What is the origin of Carnatic music?

Music has existed since the genesis of human history. According to Hindu Mythology, the sacred ‘OM’ is the elemental source associated with the creation of the universe. The earliest sources include the ritual hymns of the Vedic scriptures over 2000 years ago and the timeless sources of folk music of the subcontinent. Alongside the two main forms Carnatic and Hindustani music, are various other derivative forms of devotional traditions, which have given back and received from the two traditions of music.

Apart from these two primary classifications, the roots can also be traced back to having Divine origins, as all other art forms, where the Gods and Goddesses are perceived to be associated with one or the other musical instruments. It is also seen that the music of Nature has inspired the nature of music. This stems from the understanding that each swara originated from the sound of an animal or bird, supported by treatises like Raga Manjari of Pundarika Vitthala. Bharata’s Natyashastra, the earliest treatise on music and dance, classification of musical instruments into 4 different categories and extensively deals with various other aspects of music and science as early as 2nd century AD.

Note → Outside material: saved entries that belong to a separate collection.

// ============================================================================
// Optimizer and providers
// ============================================================================

#[test]
fn test_optimizer_can_replace_predicate() {
    let config = ParsingConfig::builder()
        .extensibility(ExtensibilityPoint::with_optimizer(|query| match query {
            CompiledQuery::Predicate(_) => CompiledQuery::Predicate(Predicate::from_fn(|item| {
                Ok(matches!(item, Value::Int32(n) if *n > 3))
            })),
            other => other,
        }))
        .build();
    let source = Queryable::from_vec(Type::Int32, (1..=5).map(Value::from).collect()).with_config(config);
    let filtered = source.filter("true", &[]).unwrap();
    assert_eq!(filtered.to_vec().unwrap(), vec![Value::from(4), Value::from(5)]);
}

#[test]
fn test_optimizer_must_keep_variant() {
    let config = ParsingConfig::builder()
        .extensibility(ExtensibilityPoint::with_optimizer(|_| {
            CompiledQuery::Selector(Selector::from_fn(Type::Int32, |item| Ok(item.clone())))
        }))
        .build();
    let source = Queryable::from_vec(Type::Int32, vec![Value::from(1)]).with_config(config);
    assert_eq!(
        source.filter("it > 0", &[]).unwrap_err(),
        QueryError::Exec(ExecError::OptimizerVariant {
            expected: "Predicate",
            actual: "Selector"
        })
    );
}

#[derive(Default)]
struct RecordingProvider {
    seen: Mutex<Vec<String>>,
}

impl QueryProvider for RecordingProvider {
    fn name(&self) -> &str {
        "recording"
    }

    fn is_in_memory(&self) -> bool {
        false
    }

    fn translate(&self, source: &Queryable, operation: &QueryOperation) -> Result<Queryable, ExecError> {
        let label = match operation {
            QueryOperation::Where { predicate, .. } => format!("where {}", predicate),
            QueryOperation::Take(count) => format!("take {}", count),
            other => format!("{:?}", other),
        };
        self.seen.lock().push(label);
        Ok(source.clone())
    }
}

#[test]
fn test_remote_sources_go_to_provider() {
    let provider = Arc::new(RecordingProvider::default());
    let source = Queryable::from_vec(Type::Int32, vec![Value::from(1), Value::from(2)])
        .with_provider(provider.clone());

    // Operations are handed over verbatim, even ones that would not bind.
    let translated = source
        .filter("NoSuchMember > 1", &[])
        .unwrap()
        .take(1)
        .unwrap();
    assert_eq!(
        *provider.seen.lock(),
        vec!["where NoSuchMember > 1".to_string(), "take 1".to_string()]
    );
    assert_eq!(translated.count().unwrap(), 2);
}

#[derive(Debug)]
struct NothingInMemory;

impl QueryableAnalyzer for NothingInMemory {
    fn supports_in_memory(&self, _source: &Queryable) -> bool {
        false
    }
}

#[test]
fn test_analyzer_routes_to_provider() {
    let config = ParsingConfig::builder()
        .queryable_analyzer(Some(Arc::new(NothingInMemory)))
        .build();
    let source = Queryable::from_vec(Type::Int32, (1..=4).map(Value::from).collect()).with_config(config);

    // The in-memory provider evaluates what it is handed.
    let evens = source.filter("it % 2 == 0", &[]).unwrap();
    assert_eq!(evens.to_vec().unwrap(), vec![Value::from(2), Value::from(4)]);

    let err = source.filter("it +", &[]).unwrap_err();
    assert!(matches!(err, QueryError::Exec(ExecError::Provider { ref provider, .. }) if provider == "in-memory"));
}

When was Carnatic music created?

The timeline of Indian classical music can be studied under various categories.
2500 BC-500 BC, which can be called the Vedic period, shows instances of various musical instruments in use. The ritualistic chanting of the hymns from the Vedic scriptures was another pivotal source in identification of the seven notes of music.

500 BC to 500 AD, during which Sage Bharata wrote the Natyashastra, which covered concepts of music and dance, musical instruments’ classification for past, present and future, Dattilam, the first treatise written on music exclusively, evolution of concepts like shruti, swara, grama, murchana, tala etc. The great epics like the Ramayana and Mahabharata contain references to musical instruments and their usage.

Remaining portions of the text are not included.